One of my targets for February was to perform four open mics. I hit the target and had a great time while doing so, it turns out pubs can be even better enjoyed when staying sober. I also commissioned a remix of ‘Shut up and Sing’, one of the most requested songs from the third The Kev album:
I also did an interview with Kiss 104.7 FM, which will appear in full in March.
Output
Starting in April, the camera and mic setup on my Monday Mandarin videos will be exponentially better.
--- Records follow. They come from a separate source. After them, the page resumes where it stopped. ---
//! Capability info aggregation across discovered transfer servers

use anchor_types::{
	AnchorError, AnchorResult, Asset, AssetTransferInfo, AuthToken, TransferInfo,
	TransferServer, TransferServerClient,
};
use indexmap::IndexMap;
use std::collections::HashMap;
use std::sync::Arc;
use tracing::info;

use crate::discovery::TransferServerCache;
use crate::failures::{apply_partial_failure_policy, ItemFailure};
use crate::mapper::ordered_concurrent_map;

/// Asset -> capability info association produced by one aggregation call
///
/// Every asset of the input cache has an entry; assets with nothing to report
/// carry the empty record.
#[derive(Debug, Default)]
pub struct AssetTransferInfos {
	entries: IndexMap<Asset, AssetTransferInfo>,
	failures: Vec<ItemFailure>,
}

impl AssetTransferInfos {
	pub fn get(&self, asset: &Asset) -> Option<&AssetTransferInfo> {
		self.entries.get(asset)
	}

	pub fn iter(&self) -> impl Iterator<Item = (&Asset, &AssetTransferInfo)> {
		self.entries.iter()
	}

	/// `/info` fetches that failed but did not abort the batch, keyed by server URL
	pub fn failures(&self) -> &[ItemFailure] {
		&self.failures
	}

	pub fn len(&self) -> usize {
		self.entries.len()
	}

	pub fn is_empty(&self) -> bool {
		self.entries.is_empty()
	}
}

/// Fetches `/info` once per distinct transfer server
#[derive(Debug, Clone)]
pub struct TransferInfoService {
	client: Arc<dyn TransferServerClient>,
	auth: Option<AuthToken>,
}

impl TransferInfoService {
	pub fn new(client: Arc<dyn TransferServerClient>) -> Self {
		Self { client, auth: None }
	}

	/// Send `token` with every `/info` request; anonymous by default
	pub fn with_auth(mut self, token: Option<AuthToken>) -> Self {
		self.auth = token;
		self
	}

	/// Capability info of every asset in `cache`
	///
	/// Fails with [`AnchorError::AllFetchesFailed`] only when every distinct
	/// server failed; otherwise failed servers yield empty records.
	pub async fn fetch_asset_transfer_infos(
		&self,
		cache: &TransferServerCache,
	) -> AnchorResult<AssetTransferInfos> {
		let servers: IndexMap<String, Arc<TransferServer>> = cache
			.servers()
			.into_iter()
			.map(|server| (server.url_str().to_string(), server))
			.collect();
		let urls: Vec<String> = servers.keys().cloned().collect();

		info!(
			"Fetching transfer info from {} servers for {} assets",
			urls.len(),
			cache.len()
		);

		let client = &self.client;
		let auth = self.auth.as_ref();
		let servers_ref = &servers;
		let outcomes = ordered_concurrent_map(urls.clone(), |url| async move {
			let server = servers_ref.get(&url)?;
			Some(client.fetch_info(server, auth).await)
		})
		.await;

		let (fetched, failures) =
			apply_partial_failure_policy(outcomes, urls.len(), |count, source| {
				AnchorError::AllFetchesFailed {
					count,
					source: Box::new(source),
				}
			})?;

		let infos: HashMap<String, Arc<TransferInfo>> = fetched
			.into_iter()
			.map(|(url, info)| (url, Arc::new(info)))
			.collect();

		let entries = cache
			.iter()
			.map(|(asset, server)| {
				let info = server
					.and_then(|server| infos.get(server.url_str()))
					.map(|info| AssetTransferInfo::for_code(info.clone(), asset.code()))
					.unwrap_or_else(AssetTransferInfo::empty);
				(asset.clone(), info)
			})
			.collect::<IndexMap<_, _>>();

		let result = AssetTransferInfos { entries, failures };
		info!(
			"Collected transfer info for {} of {} assets ({} server failures tolerated)",
			result.iter().filter(|(_, info)| !info.is_empty()).count(),
			result.len(),
			result.failures().len()
		);

		Ok(result)
	}
}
An example is the recent video essay I made about Mandopop and geopolitics.
This month, my most popular Chinese lesson was this one, which was on the corporate culture of the People’s Republic.
My music YouTube channel is also set to benefit from an improved camera and mic setup. When filling a solitary sober Saturday evening in late February, I tested it out by recording a rendition of Heitor Villa-Lobos’ Prelude No. 1:
Wider World
This month has seen farmers’ protests throughout Europe. In Brussels, farmers launched manure and eggs at police to protest against cheap imports undercutting agriculture. In Wales, thousands of farmers staged a demonstration on the steps of parliament to protest against climate policies that they say will wreck their industry.
In China, I noticed that the more the country modernized, the more it looked down its nose at farming and farmers. For example, there is the slang expression ‘你农民了吧’, which means “you’ve just done a farmer,” translates as something like “don’t be stupid.” 农民 (nóngmín), the word for farmer, more or less means ‘peasant’.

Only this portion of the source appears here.